**Work instructions**
I need the lines below from the one with "did not answer" down to the one with "pub(crate) fn current_timestamp_ms()" reproduced exactly, both ends included, and nothing else.

══ Source information ══

//! Typed operations and process management for the Codex app-server.

use std::path::PathBuf;
use std::process::Stdio;
use std::time::{Duration, Instant};

use anyhow::{Context, Result, bail};
use serde_json::Value;
use tokio::io::{AsyncBufReadExt, BufReader};
use tokio::process::{Child, Command};
use tokio::sync::mpsc;

use crate::transport::{
    CONNECT_ATTEMPT_TIMEOUT, CONNECT_OVERALL_TIMEOUT, JsonRpcTransport, Notification, WireLog,
};
use crate::types::*;

/// Probe window for an already-running app-server before spawning one.
const EXISTING_PROBE_TIMEOUT: Duration = Duration::from_millis(1500);
const CONNECT_RETRY_PAUSE: Duration = Duration::from_millis(250);

const LIST_LIMIT_MAX: u32 = 100;
const LIST_PAGES_MAX: u32 = 20;

/// Known-benign app-server stderr noise, matched against normalized lines.
const BENIGN_STDERR_MARKERS: &[&str] = &[
    "skipping stale rollout",
    "failed to remove stale rollout",
    "stale rollout file detected",
];

#[derive(Debug, Clone)]
pub struct CodexClientConfig {
    /// WebSocket URL the app-server listens on.
    pub server_url: String,
    /// Explicit binary path; otherwise resolved from `PATH`.
    pub bin: Option<PathBuf>,
    pub client_name: String,
    pub client_version: String,
    /// Mirror every frame to this JSONL file.
    pub wire_log_path: Option<PathBuf>,
}

#[derive(Debug, Clone, Copy)]
pub struct ListOptions {
    pub limit: u32,
    pub max_pages: u32,
}

impl Default for ListOptions {
    fn default() -> Self {
        Self {
            limit: 50,
            max_pages: 10,
        }
    }
}

#[derive(Debug, Clone, Default)]
pub struct ThreadStartOptions {
    pub cwd: Option<String>,
    pub model: Option<String>,
    pub approval_policy: Option<AskForApproval>,
    pub sandbox: Option<SandboxMode>,
}

#[derive(Debug, Clone, Default)]
pub struct TurnStartOptions {
    pub prompt: Option<String>,
    pub input: Vec<UserInput>,
    pub model: Option<String>,
    pub effort: Option<ReasoningEffort>,
    pub approval_policy: Option<AskForApproval>,
    pub sandbox: Option<SandboxMode>,
}

pub struct CodexClient {
    transport: JsonRpcTransport,
    process: tokio::sync::Mutex<Option<Child>>,
    user_agent: String,
}

impl CodexClient {
    /// Attach to a running app-server, or spawn one and wait for it to
    /// answer. Completes `initialize` before returning, so every other
    /// request is safe to issue immediately.
    pub async fn start(config: CodexClientConfig) -> Result<(Self, mpsc::Receiver<Notification>)> {
        let wire_log = config.wire_log_path.clone().map(WireLog::new);

        let (transport, notifications, process) = match JsonRpcTransport::connect(
            &config.server_url,
            EXISTING_PROBE_TIMEOUT,
            wire_log.clone(),
        )
        .await
        {
            Ok((transport, notifications)) => {
                tracing::info!(url = %config.server_url, "attached to existing app-server");
                (transport, notifications, None)
            }
            Err(_) => {
                let mut child = spawn_app_server(&config)?;
                let (transport, notifications) =
                    connect_with_retry(&config.server_url, &mut child, wire_log).await?;
                (transport, notifications, Some(child))
            }
        };

        let user_agent = initialize(&transport, &config).await?;
        Ok((
            Self {
                transport,
                process: tokio::sync::Mutex::new(process),
                user_agent,
            },
            notifications,
        ))
    }

    pub fn user_agent(&self) -> &str {
        &self.user_agent
    }

    pub async fn list_threads(&self, options: ListOptions) -> Result<Vec<ThreadSummary>> {
        let limit = options.limit.clamp(1, LIST_LIMIT_MAX);
        let max_pages = options.max_pages.clamp(1, LIST_PAGES_MAX);
        let mut threads = Vec::new();
        let mut cursor: Option<String> = None;

        for _ in 0..max_pages {
            let params = ThreadListParams {
                cursor: cursor.clone(),
                limit: Some(limit),
            };
            let page: ThreadListResponse =
                self.transport.request("thread/list", Some(&params)).await?;
            if page.data.is_empty() {
                break;
            }
            threads.extend(page.data);
            match page.next_cursor {
                Some(next) => cursor = Some(next),
                None => break,
            }
        }

        Ok(threads)
    }

    pub async fn list_models(&self, options: ListOptions) -> Result<Vec<ModelInfo>> {
        let limit = options.limit.clamp(1, LIST_LIMIT_MAX);
        let max_pages = options.max_pages.clamp(1, LIST_PAGES_MAX);
        let mut models = Vec::new();
        let mut cursor: Option<String> = None;

        for _ in 0..max_pages {
            let params = ModelListParams {
                cursor: cursor.clone(),
                limit: Some(limit),
            };
            let page: ModelListResponse =
                self.transport.request("model/list", Some(&params)).await?;
            if page.data.is_empty() {
                break;
            }
            models.extend(page.data);
            match page.next_cursor {
                Some(next) => cursor = Some(next),
                None => break,
            }
        }

        Ok(models)
    }

    pub async fn thread_start(&self, options: ThreadStartOptions) -> Result<ThreadStartResponse> {
        let params = ThreadStartParams {
            model: options.model,
            cwd: options.cwd,
            approval_policy: Some(options.approval_policy.unwrap_or(AskForApproval::Never)),
            sandbox: Some(options.sandbox.unwrap_or(SandboxMode::DangerFullAccess)),
            experimental_raw_events: true,
        };
        self.transport.request("thread/start", Some(&params)).await
    }

    /// Returns the raw response: thread history shapes vary across releases
    /// and are interpreted by the hydration layer.
    pub async fn thread_read(&self, thread_id: &str) -> Result<Value> {
        let params = ThreadReadParams {
            thread_id: thread_id.to_string(),
            include_turns: true,
        };
        self.transport.request("thread/read", Some(&params)).await
    }

    pub async fn turn_start(
        &self,
        thread_id: &str,
        options: TurnStartOptions,
    ) -> Result<TurnStartResponse> {
        let mut input = Vec::new();
        if let Some(prompt) = options.prompt {
            let trimmed = prompt.trim();
            if !trimmed.is_empty() {
                input.push(UserInput::Text {
                    text: trimmed.to_string(),
                    text_elements: Vec::new(),
                });
            }
        }
        input.extend(options.input);
        if input.is_empty() {
            bail!("turn/start requires at least one input item");
        }

        let params = TurnStartParams {
            thread_id: thread_id.to_string(),
            input,
            model: options.model,
            effort: options.effort,
            approval_policy: options.approval_policy,
            sandbox: options.sandbox,
        };
        self.transport.request("turn/start", Some(&params)).await
    }

    /// Best-effort cancel of the thread's active turn.
    pub async fn turn_interrupt(&self, thread_id: &str) -> Result<()> {
        let params = TurnInterruptParams {
            thread_id: thread_id.to_string(),
        };
        let _: Value = self
            .transport
            .request("turn/interrupt", Some(&params))
            .await?;
        Ok(())
    }

    pub async fn get_auth_status(&self) -> Result<AuthStatusResponse> {
        self.transport
            .request::<Value, _>("getAuthStatus", None)
            .await
    }

    /// Tear down: close the socket (rejecting pending requests) and signal
    /// any spawned app-server to terminate.
    pub async fn shutdown(&self) {
        self.transport.close().await;
        if let Some(mut child) = self.process.lock().await.take() {
            terminate_child(&mut child).await;
        }
    }
}

async fn initialize(transport: &JsonRpcTransport, config: &CodexClientConfig) -> Result<String> {
    let params = InitializeParams {
        client_info: ClientInfo {
            name: config.client_name.clone(),
            title: None,
            version: config.client_version.clone(),
        },
        capabilities: Some(InitializeCapabilities {
            experimental_api: true,
        }),
    };
    match transport
        .request::<_, InitializeResponse>("initialize", Some(&params))
        .await
    {
        Ok(response) => {
            transport.notify::<Value>("initialized", None).await?;
            Ok(response.user_agent)
        }
        // A pre-existing server may already be initialized by another client.
        Err(err) if format!("{err:#}").contains("Already initialized") => {
            transport.notify::<Value>("initialized", None).await?;
            Ok(String::new())
        }
        Err(err) => Err(err.context("app-server initialize failed")),
    }
}

fn spawn_app_server(config: &CodexClientConfig) -> Result<Child> {
    let program = match &config.bin {
        Some(path) => path.clone(),
        None => which::which("codex").context("codex executable not found on PATH")?,
    };

    let mut cmd = Command::new(&program);
    cmd.arg("app-server")
        .arg("--listen")
        .arg(&config.server_url)
        .stdin(Stdio::null())
        .stdout(Stdio::piped())
        .stderr(Stdio::piped())
        .kill_on_drop(true);

    let mut child = cmd
        .spawn()
        .with_context(|| format!("failed to spawn app-server from {}", program.display()))?;

    if let Some(stderr) = child.stderr.take() {
        tokio::spawn(async move {
            let mut lines = BufReader::new(stderr).lines();
            while let Ok(Some(line)) = lines.next_line().await {
                if is_benign_stderr(&line) {
                    tracing::debug!(line = %normalize_stderr_line(&line), "app-server stderr (suppressed)");
                } else if !line.trim().is_empty() {
                    tracing::warn!(line = %normalize_stderr_line(&line), "app-server stderr");
                }
            }
        });
    }
    // Keep the pipe drained so the child never blocks on a full stdout.
    if let Some(stdout) = child.stdout.take() {
        tokio::spawn(async move {
            let mut lines = BufReader::new(stdout).lines();
            while let Ok(Some(line)) = lines.next_line().await {
                if !line.trim().is_empty() {
                    tracing::debug!(line = %line, "app-server stdout");
                }
            }
        });
    }

    tracing::info!(program = %program.display(), url = %config.server_url, "spawned app-server");
    Ok(child)
}

async fn connect_with_retry(
    url: &str,
    child: &mut Child,
    wire_log: Option<WireLog>,
) -> Result<(JsonRpcTransport, mpsc::Receiver<Notification>)> {
    let deadline = Instant::now() + CONNECT_OVERALL_TIMEOUT;
    loop {
        match JsonRpcTransport::connect(url, CONNECT_ATTEMPT_TIMEOUT, wire_log.clone()).await {
            Ok(pair) => return Ok(pair),
            Err(err) => {
                if let Some(status) = child.try_wait().context("app-server wait failed")? {
                    bail!(
                        "app-server exited during startup with {} ({})",
                        status,
                        err
                    );
                }
                if Instant::now() >= deadline {
                    return Err(err.context(format!(
                        "app-server did not answer within {}s",
                        CONNECT_OVERALL_TIMEOUT.as_secs()
                    )));
                }
                tokio::time::sleep(CONNECT_RETRY_PAUSE).await;
            }
        }
    }
}

async fn terminate_child(child: &mut Child) {
    #[cfg(unix)]
    if let Some(pid) = child.id() {
        unsafe {
            libc::kill(pid as libc::pid_t, libc::SIGTERM);
        }
        let _ = tokio::time::timeout(Duration::from_secs(5), child.wait()).await;
        return;
    }

    let _ = child.kill().await;
}

pub(crate) fn current_timestamp_ms() -> u64 {
    use std::time::{SystemTime, UNIX_EPOCH};
    SystemTime::now()
        .duration_since(UNIX_EPOCH)
        .unwrap_or_default()
        .as_millis() as u64
}

/// Strip ANSI escapes, collapse whitespace runs, and lowercase. Stderr
/// arrives colored and arbitrarily chunked; matching happens on this
/// normalized form only.
pub fn normalize_stderr_line(line: &str) -> String {
    let stripped = strip_ansi(line);
    let mut normalized = String::with_capacity(stripped.len());
    let mut last_was_space = true;
    for ch in stripped.chars() {
        if ch.is_whitespace() {
            if !last_was_space {
                normalized.push(' ');
                last_was_space = true;
            }
        } else {
            for lower in ch.to_lowercase() {
                normalized.push(lower);
            }
            last_was_space = false;
        }
    }
    while normalized.ends_with(' ') {
        normalized.pop();
    }
    normalized
}

pub fn is_benign_stderr(line: &str) -> bool {
    let normalized = normalize_stderr_line(line);
    BENIGN_STDERR_MARKERS
        .iter()
        .any(|marker| normalized.contains(marker))
}

fn strip_ansi(input: &str) -> String {
    let mut output = String::with_capacity(input.len());
    let mut chars = input.chars().peekable();
    while let Some(ch) = chars.next() {
        if ch != '\u{1b}' {
            output.push(ch);
            continue;
        }
        match chars.peek() {
            // CSI: ESC [ parameters, terminated by 0x40-0x7e
            Some('[') => {
                chars.next();
                for next in chars.by_ref() {
                    if ('\u{40}'..='\u{7e}').contains(&next) {
                        break;
                    }
                }
            }
            // OSC: ESC ] ... terminated by BEL or ESC \
            Some(']') => {
                chars.next();
                while let Some(next) = chars.next() {
                    if next == '\u{07}' {
                        break;
                    }
                    if next == '\u{1b}' {
                        if chars.peek() == Some(&'\\') {
                            chars.next();
                        }
                        break;
                    }
                }
            }
            // Two-character sequences (ESC c, ESC 7, ...)
            Some(_) => {
                chars.next();
            }
            None => {}
        }
    }
    output
}

#[cfg(test)]
mod tests {
    use super::*;

    #[test]
    fn normalization_strips_ansi_and_collapses_whitespace() {
        let line = "\u{1b}[33mWARN\u{1b}[0m   Skipping \t stale   ROLLOUT  file ";
        assert_eq!(
            normalize_stderr_line(line),
            "warn skipping stale rollout file"
        );
    }

    #[test]
    fn benign_markers_match_after_normalization() {
        assert!(is_benign_stderr(
            "\u{1b}[2m2024-01-01\u{1b}[0m Skipping stale rollout at /tmp/r.json"
        ));
        assert!(is_benign_stderr("FAILED  to remove STALE rollout file"));
        assert!(!is_benign_stderr("error: connection refused"));
    }

    #[test]
    fn osc_sequences_are_removed() {
        let line = "\u{1b}]0;title\u{07}stale rollout file detected";
        assert!(is_benign_stderr(line));
    }

    #[test]
    fn list_options_default_matches_bootstrap_contract() {
        let options = ListOptions::default();
        assert_eq!(options.limit, 50);
        assert_eq!(options.max_pages, 10);
    }
}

═══

**Exercise response**
                        "app-server did not answer within {}s",
                        CONNECT_OVERALL_TIMEOUT.as_secs()
                    )));
                }
                tokio::time::sleep(CONNECT_RETRY_PAUSE).await;
            }
        }
    }
}

async fn terminate_child(child: &mut Child) {
    #[cfg(unix)]
    if let Some(pid) = child.id() {
        unsafe {
            libc::kill(pid as libc::pid_t, libc::SIGTERM);
        }
        let _ = tokio::time::timeout(Duration::from_secs(5), child.wait()).await;
        return;
    }

    let _ = child.kill().await;
}

pub(crate) fn current_timestamp_ms() -> u64 {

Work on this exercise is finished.